DESIGN AND INVITRO EVALUATION OF PULSATILE DRUG DELIVERY SYSTEMS OF FLUVASTATIN SODIUM

Medagurthi Venkatesh*, Yadam Jayaprakash, Ramisetti Manikanta, Ravi Dhanush, Challagolla Bhanu Subhash, Pingili Mallesh, Yarlagadda Ankamma Chowdary

Pulsatile Drug Delivery Systems (PDDS) are advanced drug delivery techniques that have been developed to release the drug after a definite lag time followed by a sudden release of the drug, which is in accordance with the circadian rhythm of the body. In the case of hyperlipidemia, which is a major risk factor for the development of cardiovascular diseases, the circadian rhythm of cholesterol synthesis is observed.

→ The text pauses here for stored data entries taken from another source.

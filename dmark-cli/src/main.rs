use anyhow::{Context, Result};
use clap::{Parser, Subcommand, ValueEnum};
use std::fs;
use std::path::PathBuf;

// Import from dmark-core via the CLI lib
use dmark::{discover_documents, report, PreprocessorConfig, Transpiler, Validator};

#[derive(Parser)]
#[command(name = "dmark")]
#[command(about = "Transpile and validate enhanced-markdown documents")]
struct Cli {
    /// Path to custom config file (YAML format)
    #[arg(short, long, global = true)]
    config: Option<String>,

    #[command(subcommand)]
    command: Command,
}

#[derive(Subcommand)]
enum Command {
    /// Rewrite one document's enhanced syntax to standard markdown + LaTeX
    Transpile {
        /// Input .dmd or .md file
        input: PathBuf,

        /// Output file path (stdout if not given)
        #[arg(short, long)]
        output: Option<PathBuf>,

        /// Run the rewrite and report stats without writing any output
        #[arg(long, conflicts_with = "output")]
        check_only: bool,
    },
    /// Check labels, references, and image paths across a whole project
    Validate {
        /// Project directory to scan for .md/.dmd files
        dir: PathBuf,

        /// Show warnings in full, not just a count
        #[arg(short, long)]
        verbose: bool,

        /// Report format
        #[arg(long, value_enum, default_value = "text")]
        format: ReportFormat,
    },
}

#[derive(Clone, Copy, ValueEnum)]
enum ReportFormat {
    Text,
    Json,
}

fn main() -> Result<()> {
    env_logger::init();
    let cli = Cli::parse();
    let config = PreprocessorConfig::load_with_fallback(cli.config.as_deref());

    match cli.command {
        Command::Transpile {
            input,
            output,
            check_only,
        } => transpile(&config, &input, output.as_deref(), check_only),
        Command::Validate {
            dir,
            verbose,
            format,
        } => validate(&config, &dir, verbose, format),
    }
}

fn transpile(
    config: &PreprocessorConfig,
    input: &std::path::Path,
    output: Option<&std::path::Path>,
    check_only: bool,
) -> Result<()> {
    let content = fs::read_to_string(input)
        .with_context(|| format!("failed to read {}", input.display()))?;

    let result = Transpiler::with_config(config).transpile(&content);

    for warning in &result.warnings {
        eprintln!("⚠️  {}:{}: {}", input.display(), warning.line, warning.message);
    }

    if check_only {
        println!("📄 Checked {} (no output written)", input.display());
        print_stats(&result.stats);
        return Ok(());
    }

    match output {
        Some(path) => {
            fs::write(path, &result.content)
                .with_context(|| format!("failed to write {}", path.display()))?;
            println!("📄 Transpiled {} -> {}", input.display(), path.display());
            print_stats(&result.stats);
        }
        None => print!("{}", result.content),
    }
    Ok(())
}

fn print_stats(stats: &dmark::TranspileStats) {
    println!("   Figures:    {}", stats.figures);
    println!("   Tables:     {}", stats.tables);
    println!("   Cross-refs: {}", stats.cross_refs);
    println!("   Callouts:   {}", stats.callouts);
}

fn validate(
    config: &PreprocessorConfig,
    dir: &std::path::Path,
    verbose: bool,
    format: ReportFormat,
) -> Result<()> {
    let documents = discover_documents(dir)?;
    eprintln!(
        "🔎 Validating {} document(s) under {}",
        documents.len(),
        dir.display()
    );

    let mut validator = Validator::with_config(config);
    for document in &documents {
        let content = fs::read_to_string(document)
            .with_context(|| format!("failed to read {}", document.display()))?;
        // Image paths are resolved relative to the project root.
        validator.collect_file(document, &content, |path| dir.join(path).exists())?;
    }
    validator.resolve_references()?;

    match format {
        ReportFormat::Text => print!("{}", report(validator.diagnostics(), verbose)),
        ReportFormat::Json => {
            println!("{}", serde_json::to_string_pretty(validator.diagnostics())?)
        }
    }

    if !validator.passed() {
        std::process::exit(1);
    }
    Ok(())
}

In this case, the production of cholesterol is maximum in the early morning. In conventional drug delivery systems, the drug is released without synchronization with the circadian rhythm, which might affect the therapeutic response and side effects of the drug. In the current study, a pulsatile drug delivery system of Fluvastatin sodium, a competitive inhibitor of HMG-CoA Reductase, used in the treatment of hypercholesterolemia and prevention of cardiovascular diseases, is designed and evaluated. Fluvastatin, due to its short half-life, low bioavailability, and extensive metabolism through the liver, is a good candidate for a chronotherapeutic pulsatile drug delivery system. It is to be administered before sleep, and the drug is released at a particular time to coincide with the peak hepatic cholesterol synthesis, which is between 12 a.m. and 4 a.m.